This repository is the official implementation of Riemannian Metric Learning via Optimal Transport by Chris Scarvelis and Justin Solomon. This work appeared as a poster at ICLR 2023.

Requirements

To install requirements:

pip install -r requirements.txt

The training data for the metric learning experiments and bird migration experiments are in the data folder. No additional steps need to be taken to pre-process this data.

The training data for the scRNA experiments is hosted on Google Drive at https://drive.google.com/file/d/1VC9i5gvZAxCE-RkydXHdanXohY6OGO5P/view?usp=sharing. The first cell in scrna_experiments.ipynb uses gdown to download this dataset to the correct folder.

Training and Evaluation

To repeat the metric learning experiments in Section 5.1 of the paper, run the cells in metric_recovery_experiments.ipynb in their given order.

To repeat the scRNA experiments in Section 5.2 of the paper, run the cells in scrna_experiments.ipynb in their given order.

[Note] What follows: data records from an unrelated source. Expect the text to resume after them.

//! EFS Gateway - Application Entry Point

use std::net::SocketAddr;
use std::sync::Arc;

use efs_rules::prelude::{Collaborators, CompanyAuthEvaluator};
use tokio::net::TcpListener;
use tower_http::trace::TraceLayer;
use tracing_subscriber::{layer::SubscriberExt, util::SubscriberInitExt};

use efs_gateway::{
    config::{create_http_client, create_redis_pool, CONFIG},
    handlers,
    services::{BackendService, SessionService},
    state::AppState,
};

#[tokio::main]
async fn main() -> anyhow::Result<()> {
    // Initialize tracing
    tracing_subscriber::registry()
        .with(
            tracing_subscriber::EnvFilter::try_from_default_env()
                .unwrap_or_else(|_| CONFIG.server.rust_log.clone().into()),
        )
        .with(tracing_subscriber::fmt::layer())
        .init();

    tracing::info!("Starting EFS gateway...");

    // Session store
    tracing::info!("Creating Redis pool for {}", CONFIG.session.redis_url);
    let redis = create_redis_pool(&CONFIG.session.redis_url)?;

    // Backend client
    let http = create_http_client(&CONFIG.backend)?;
    let backend = Arc::new(BackendService::new(http.clone(), &CONFIG.backend.api_url)?);
    let sessions = Arc::new(SessionService::new(redis.clone(), &CONFIG.session));

    let evaluator = CompanyAuthEvaluator::new(Collaborators {
        submissions: backend.clone(),
        forms: backend.clone(),
        sessions,
        allow_list: backend.clone(),
        categories: backend,
    })
    .with_allow_list_categories(CONFIG.allow_list.categories.iter().copied());

    tracing::info!(
        categories = ?evaluator.allow_list_categories(),
        "Allow-list eligible categories"
    );

    // Create application state
    let state = AppState::new(evaluator, http, redis, CONFIG.clone());

    // Build the router
    let app = handlers::routes(state).layer(TraceLayer::new_for_http());

    // Start the server
    let addr = SocketAddr::new(CONFIG.server.host.parse()?, CONFIG.server.port);
    let listener = TcpListener::bind(addr).await?;

    tracing::info!("Gateway listening on http://{}", addr);
    tracing::info!("Forwarding journey requests to {}", CONFIG.backend.upstream_url);

    axum::serve(listener, app).await?;

    Ok(())
}
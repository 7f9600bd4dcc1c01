//! Data table (`dtbl`) header.

use zerocopy::{FromBytes, Immutable, IntoBytes, KnownLayout};

use crate::address::PagePtr;

/// Data table header.
#[derive(Debug, Clone, Copy, FromBytes, IntoBytes, Immutable, KnownLayout)]
#[repr(C, packed)]
pub struct DataTableHeader {
    pub column_count: u32,
    pub row_count: u32,
    pub columns: PagePtr,
    pub rows: PagePtr,
    pub row_stride: u32,
    pub reserved: u32,
}

const _: () = assert!(std::mem::size_of::<DataTableHeader>() == 0x20);
//! Category dispatch and the per-category info builders.
//!
//! Every builder is a plain function from an archive context and an entry to
//! an [`AssetInfo`]. Builders keep no state between calls, so any number of
//! entries can be built at once against the same context.

mod anim;
mod datatable;
mod material;
mod model;
mod shader_set;
mod subtitles;
mod texture;
mod ui_image;

use crate::address::PagePtr;
use crate::context::{ArchiveContext, EntryReader};
use crate::entry::{AssetEntry, AssetKind};
use crate::info::AssetInfo;
use crate::names::{normalize_name, synthesized_name, NameLookup};
use crate::{Error, Result};

/// Signature shared by all builders.
pub type BuildFn<C> = fn(&BuildContext<'_, C>, &AssetEntry) -> Result<AssetInfo>;

/// Select the builder for a category, or `None` for tags handled elsewhere.
pub fn dispatch<C: ArchiveContext>(kind: AssetKind) -> Option<BuildFn<C>> {
    let build: BuildFn<C> = match kind {
        AssetKind::Model => model::build::<C>,
        AssetKind::AnimationRig => anim::build_rig::<C>,
        AssetKind::RawAnimation => anim::build_sequence::<C>,
        AssetKind::Material => material::build::<C>,
        AssetKind::Texture => texture::build::<C>,
        AssetKind::UiImage => ui_image::build::<C>,
        AssetKind::DataTable => datatable::build::<C>,
        AssetKind::Subtitles => subtitles::build::<C>,
        AssetKind::ShaderSet => shader_set::build::<C>,
        AssetKind::Other(_) => return None,
    };
    Some(build)
}

/// Everything a builder may read from: the loaded archives and the external name table.
pub struct BuildContext<'a, C: ArchiveContext> {
    archives: &'a C,
    names: &'a dyn NameLookup,
}

impl<'a, C: ArchiveContext> BuildContext<'a, C> {
    /// Create a build context.
    pub fn new(archives: &'a C, names: &'a dyn NameLookup) -> Self {
        Self { archives, names }
    }

    /// The loaded archives.
    #[inline]
    pub fn archives(&self) -> &'a C {
        self.archives
    }

    /// The external hash to name table.
    #[inline]
    pub fn names(&self) -> &'a dyn NameLookup {
        self.names
    }

    /// Build the info record for one entry.
    pub fn build(&self, entry: &AssetEntry) -> Result<AssetInfo> {
        let build = dispatch::<C>(entry.kind).ok_or(Error::UnsupportedKind(entry.kind))?;
        build(self, entry)
    }
}

/// Read a stored asset path and turn it into a display name.
///
/// Paths that normalize to nothing fall back to the hash-derived identifier.
fn stored_name<C: ArchiveContext>(reader: &mut EntryReader<'_, C>, ptr: PagePtr) -> Result<String> {
    let path = reader.read_string_at(ptr)?;
    let name = normalize_name(&path);
    if name.is_empty() {
        Ok(fallback_name(reader.entry()))
    } else {
        Ok(name)
    }
}

/// Hash-derived identifier for an entry.
fn fallback_name(entry: &AssetEntry) -> String {
    synthesized_name(entry.kind.name_prefix(), entry.name_hash)
}
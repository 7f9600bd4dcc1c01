//! rpak CLI - Command-line tool for listing assets in Respawn RPak archives.
//!
//! Archives are read from pre-extracted page dumps described by a JSON manifest.

mod manifest;

use std::path::{Path, PathBuf};
use std::time::Instant;

use anyhow::{Context, Result};
use clap::{Parser, Subcommand};
use glob::{MatchOptions, Pattern};
use indicatif::{ProgressBar, ProgressStyle};
use rayon::prelude::*;
use rustc_hash::FxHashMap;
use tracing::Level;

use rpak_info::{AssetEntry, AssetInfo, AssetKind, AssetStatus, AssetType, BuildContext};

use crate::manifest::{Loaded, Manifest};

/// rpak - Respawn RPak asset listing tool
#[derive(Parser)]
#[command(name = "rpak")]
#[command(author, version, about, long_about = None)]
struct Cli {
    /// Log per-asset failures and layout decisions
    #[arg(short, long, global = true)]
    verbose: bool,

    #[command(subcommand)]
    command: Commands,
}

#[derive(Subcommand)]
enum Commands {
    /// List asset names and summaries
    List {
        /// Path to the archive manifest
        #[arg(short, long, env = "RPAK_MANIFEST")]
        manifest: PathBuf,

        /// Filter pattern for asset names (glob-style)
        #[arg(short, long)]
        filter: Option<String>,

        /// Only list assets with this category tag, e.g. `mdl_`
        #[arg(short, long)]
        kind: Option<String>,

        /// Show debug information
        #[arg(short, long)]
        detailed: bool,

        /// Print records as JSON
        #[arg(long)]
        json: bool,

        /// Build assets on all cores
        #[arg(short, long)]
        parallel: bool,
    },

    /// Build every asset and print per-category counts
    Stats {
        /// Path to the archive manifest
        #[arg(short, long, env = "RPAK_MANIFEST")]
        manifest: PathBuf,

        /// Build assets on all cores
        #[arg(short, long)]
        parallel: bool,
    },
}

fn main() -> Result<()> {
    let cli = Cli::parse();

    let level = if cli.verbose { Level::DEBUG } else { Level::INFO };
    tracing_subscriber::fmt()
        .with_max_level(level)
        .with_writer(std::io::stderr)
        .init();

    match cli.command {
        Commands::List {
            manifest,
            filter,
            kind,
            detailed,
            json,
            parallel,
        } => {
            let options = ListOptions {
                filter: filter.as_deref(),
                kind: kind.as_deref(),
                detailed,
                json,
                parallel,
            };
            cmd_list(&manifest, &options)?;
        }
        Commands::Stats { manifest, parallel } => {
            cmd_stats(&manifest, parallel)?;
        }
    }

    Ok(())
}

fn load(path: &Path) -> Result<Loaded> {
    let start = Instant::now();
    let loaded = Manifest::read(path)?
        .load(path)
        .context("Failed to load archives")?;

    tracing::info!(
        archives = loaded.archives.len(),
        assets = loaded.entries.len(),
        elapsed = ?start.elapsed(),
        "loaded manifest"
    );
    Ok(loaded)
}

struct ListOptions<'a> {
    filter: Option<&'a str>,
    kind: Option<&'a str>,
    detailed: bool,
    json: bool,
    parallel: bool,
}

fn cmd_list(path: &Path, options: &ListOptions<'_>) -> Result<()> {
    let loaded = load(path)?;

    let entries: Vec<AssetEntry> = match options.kind {
        Some(tag) => {
            let kind = AssetKind::from_fourcc(tag)
                .with_context(|| format!("Invalid category tag {tag:?}"))?;
            loaded
                .entries
                .iter()
                .filter(|entry| entry.kind == kind)
                .copied()
                .collect()
        }
        None => loaded.entries.clone(),
    };

    let pattern = options
        .filter
        .map(Pattern::new)
        .transpose()
        .context("Invalid filter pattern")?;
    let match_options = MatchOptions {
        case_sensitive: false,
        ..MatchOptions::new()
    };

    let cx = BuildContext::new(&loaded.archives, &loaded.subtitles);
    let results = if options.parallel {
        cx.build_all_parallel(&entries)
    } else {
        cx.build_all(&entries)
    };

    let records: Vec<AssetInfo> = results
        .into_iter()
        .map(|result| result.unwrap_or_else(|failure| failure.to_info()))
        .filter(|info| {
            pattern
                .as_ref()
                .map_or(true, |p| p.matches_with(&info.name, match_options))
        })
        .collect();

    if options.json {
        println!("{}", serde_json::to_string_pretty(&records)?);
        return Ok(());
    }

    let mut failed = 0;
    for info in &records {
        if info.status == AssetStatus::Error {
            failed += 1;
        }
        println!(
            "{:<48} {:<12} {:<6} {}",
            info.name,
            info.asset_type.to_string(),
            info.status.to_string(),
            info.info.as_deref().unwrap_or("")
        );
        if options.detailed {
            if let Some(debug_info) = &info.debug_info {
                println!("{:>48} {}", "", debug_info);
            }
        }
    }

    println!("\nTotal: {} assets ({} failed)", records.len(), failed);

    Ok(())
}

fn cmd_stats(path: &Path, parallel: bool) -> Result<()> {
    let loaded = load(path)?;
    let cx = BuildContext::new(&loaded.archives, &loaded.subtitles);

    let pb = ProgressBar::new(loaded.entries.len() as u64);
    pb.set_style(
        ProgressStyle::default_bar()
            .template("{spinner:.green} [{elapsed_precise}] [{bar:40.cyan/blue}] {pos}/{len} ({eta})")?
            .progress_chars("#>-"),
    );

    let build = |entry: &AssetEntry| {
        let result = cx.build(entry);
        if let Err(error) = &result {
            tracing::debug!(hash = format_args!("{:#x}", entry.name_hash), %error, "asset build failed");
        }
        pb.inc(1);
        (entry.kind.asset_type(), result.is_ok())
    };

    let start = Instant::now();
    let outcomes: Vec<(AssetType, bool)> = if parallel {
        loaded.entries.par_iter().map(build).collect()
    } else {
        loaded.entries.iter().map(build).collect()
    };
    pb.finish_with_message("Done");

    let mut counts: FxHashMap<AssetType, (usize, usize)> = FxHashMap::default();
    for (asset_type, ok) in outcomes {
        let (built, failed) = counts.entry(asset_type).or_default();
        if ok {
            *built += 1;
        } else {
            *failed += 1;
        }
    }

    let mut rows: Vec<_> = counts.into_iter().collect();
    rows.sort_by_key(|(asset_type, _)| asset_type.to_string());

    println!("Built {} assets in {:?}", loaded.entries.len(), start.elapsed());
    println!("{:<14} {:>8} {:>8}", "Type", "Loaded", "Failed");
    for (asset_type, (ok, failed)) in rows {
        println!("{:<14} {:>8} {:>8}", asset_type.to_string(), ok, failed);
    }

    Ok(())
}
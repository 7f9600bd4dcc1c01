//! JSON manifest describing pre-extracted archive page dumps.

use std::fs::{self, File};
use std::path::{Path, PathBuf};

use anyhow::{bail, Context, Result};
use memmap2::Mmap;
use rustc_hash::FxHashMap;
use serde::Deserialize;

use rpak_info::{
    AssetEntry, AssetKind, GameVersion, MappedArchive, MappedArchives, Page, PagePtr, PageTable,
};

#[derive(Debug, Deserialize)]
pub struct Manifest {
    pub archives: Vec<ArchiveSpec>,
    pub assets: Vec<AssetSpec>,
    /// Subtitle asset names by hash.
    #[serde(default)]
    pub subtitles: FxHashMap<u64, String>,
}

#[derive(Debug, Deserialize)]
pub struct ArchiveSpec {
    /// Page dump, relative to the manifest.
    pub path: PathBuf,
    pub game: GameVersion,
    pub pages: Vec<PageSpec>,
}

#[derive(Debug, Clone, Copy, Deserialize)]
pub struct PageSpec {
    pub position: u64,
    pub len: u32,
}

#[derive(Debug, Deserialize)]
pub struct AssetSpec {
    pub hash: u64,
    /// Four-character category tag, e.g. `mdl_`.
    pub tag: String,
    pub version: u32,
    pub header_index: u32,
    pub header_offset: u32,
    pub header_size: u32,
    pub archive: usize,
}

/// A loaded manifest: mapped archives plus the entries pointing into them.
pub struct Loaded {
    pub archives: MappedArchives<Mmap>,
    pub entries: Vec<AssetEntry>,
    pub subtitles: FxHashMap<u64, String>,
}

impl Manifest {
    pub fn read(path: &Path) -> Result<Self> {
        let text = fs::read_to_string(path)
            .with_context(|| format!("Failed to read manifest {}", path.display()))?;
        serde_json::from_str(&text)
            .with_context(|| format!("Failed to parse manifest {}", path.display()))
    }

    /// Map every page dump and turn the asset list into directory entries.
    pub fn load(self, path: &Path) -> Result<Loaded> {
        let base = path.parent().unwrap_or(Path::new("."));

        let mut archives = MappedArchives::new();
        let mut games = Vec::with_capacity(self.archives.len());
        for spec in &self.archives {
            let dump = base.join(&spec.path);
            let file = File::open(&dump)
                .with_context(|| format!("Failed to open page dump {}", dump.display()))?;
            let mmap = unsafe { Mmap::map(&file)? };

            check_pages(&dump, &spec.pages, mmap.len())?;
            let pages = spec
                .pages
                .iter()
                .map(|page| Page {
                    position: page.position,
                    len: page.len,
                })
                .collect();

            tracing::debug!(path = %dump.display(), pages = spec.pages.len(), "mapped page dump");
            archives.push(MappedArchive::new(mmap, PageTable::new(pages)));
            games.push(spec.game);
        }

        let entries = self
            .assets
            .iter()
            .map(|asset| asset.to_entry(&games))
            .collect::<Result<Vec<_>>>()?;

        Ok(Loaded {
            archives,
            entries,
            subtitles: self.subtitles,
        })
    }
}

impl AssetSpec {
    fn to_entry(&self, games: &[GameVersion]) -> Result<AssetEntry> {
        let Some(kind) = AssetKind::from_fourcc(&self.tag) else {
            bail!("Asset {:#x} has invalid tag {:?}", self.hash, self.tag);
        };
        let Some(&game) = games.get(self.archive) else {
            bail!(
                "Asset {:#x} references archive {} but the manifest lists {}",
                self.hash,
                self.archive,
                games.len()
            );
        };

        Ok(AssetEntry {
            name_hash: self.hash,
            kind,
            version: self.version,
            header: PagePtr::new(self.header_index, self.header_offset),
            header_size: self.header_size,
            archive: self.archive,
            game,
        })
    }
}

/// Pages must lie inside the dump they describe.
fn check_pages(dump: &Path, pages: &[PageSpec], len: usize) -> Result<()> {
    for (index, page) in pages.iter().enumerate() {
        let end = page.position.checked_add(u64::from(page.len));
        if end.map_or(true, |end| end > len as u64) {
            bail!(
                "Page {} of {} ends past the dump ({} bytes)",
                index,
                dump.display(),
                len
            );
        }
    }
    Ok(())
}

#[cfg(test)]
mod tests {
    use super::*;

    #[test]
    fn test_parse_manifest() {
        let manifest: Manifest = serde_json::from_str(
            r#"{
                "archives": [{ "path": "common.bin", "game": "titanfall2",
                               "pages": [{ "position": 0, "len": 4096 }] }],
                "assets": [{ "hash": 1234, "tag": "mdl_", "version": 9,
                             "header_index": 0, "header_offset": 16, "header_size": 104,
                             "archive": 0 }],
                "subtitles": { "5678": "subtitles_english" }
            }"#,
        )
        .unwrap();

        assert_eq!(manifest.archives[0].game, GameVersion::Titanfall2);
        assert_eq!(manifest.subtitles[&5678], "subtitles_english");

        let entry = manifest.assets[0].to_entry(&[GameVersion::Titanfall2]).unwrap();
        assert_eq!(entry.kind, AssetKind::Model);
        assert_eq!(entry.header, PagePtr::new(0, 16));
        assert_eq!(entry.game, GameVersion::Titanfall2);
    }

    #[test]
    fn test_asset_archive_must_exist() {
        let asset = AssetSpec {
            hash: 1,
            tag: "txtr".into(),
            version: 8,
            header_index: 0,
            header_offset: 0,
            header_size: 0x28,
            archive: 2,
        };
        assert!(asset.to_entry(&[GameVersion::Apex]).is_err());
    }

    #[test]
    fn test_pages_must_fit_dump() {
        let pages = [
            PageSpec { position: 0, len: 0x10 },
            PageSpec { position: 0x10, len: 0x20 },
        ];
        assert!(check_pages(Path::new("a.bin"), &pages, 0x30).is_ok());
        assert!(check_pages(Path::new("a.bin"), &pages, 0x2F).is_err());
    }
}
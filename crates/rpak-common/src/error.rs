//! Error types for rpak-common.

use thiserror::Error;

/// Common error type for RPak reading operations.
#[derive(Debug, Error)]
pub enum Error {
    /// End of buffer reached while reading.
    #[error("unexpected end of buffer: needed {needed} bytes but only {available} available")]
    UnexpectedEof { needed: usize, available: usize },

    /// I/O error.
    #[error("I/O error: {0}")]
    Io(#[from] std::io::Error),

    /// UTF-8 decoding error.
    #[error("UTF-8 error: {0}")]
    Utf8(#[from] std::str::Utf8Error),

    /// Missing null terminator in string.
    #[error("string missing null terminator")]
    MissingNullTerminator,

    /// No null terminator within the allowed string length.
    #[error("string exceeds {limit} bytes without a null terminator")]
    StringTooLong { limit: usize },
}

/// Result type alias using the common Error type.
pub type Result<T> = std::result::Result<T, Error>;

To repeat the bird migration experiments in Section 5.3 of the paper, run the cells in snow_goose_experiments.ipynb in their given order.

Pre-trained Models

Pre-trained models are included in the trained_models folder. In particular, the parameters of the metric tensor used for the scRNA experiments in Section 5.2 are stored in trained_models/scrna_pretrained_params.pt. We have also included pre-trained velocity fields for scRNA trajectory inference (learned with and without the metric tensor) in trained_models/scrna_vel_fields.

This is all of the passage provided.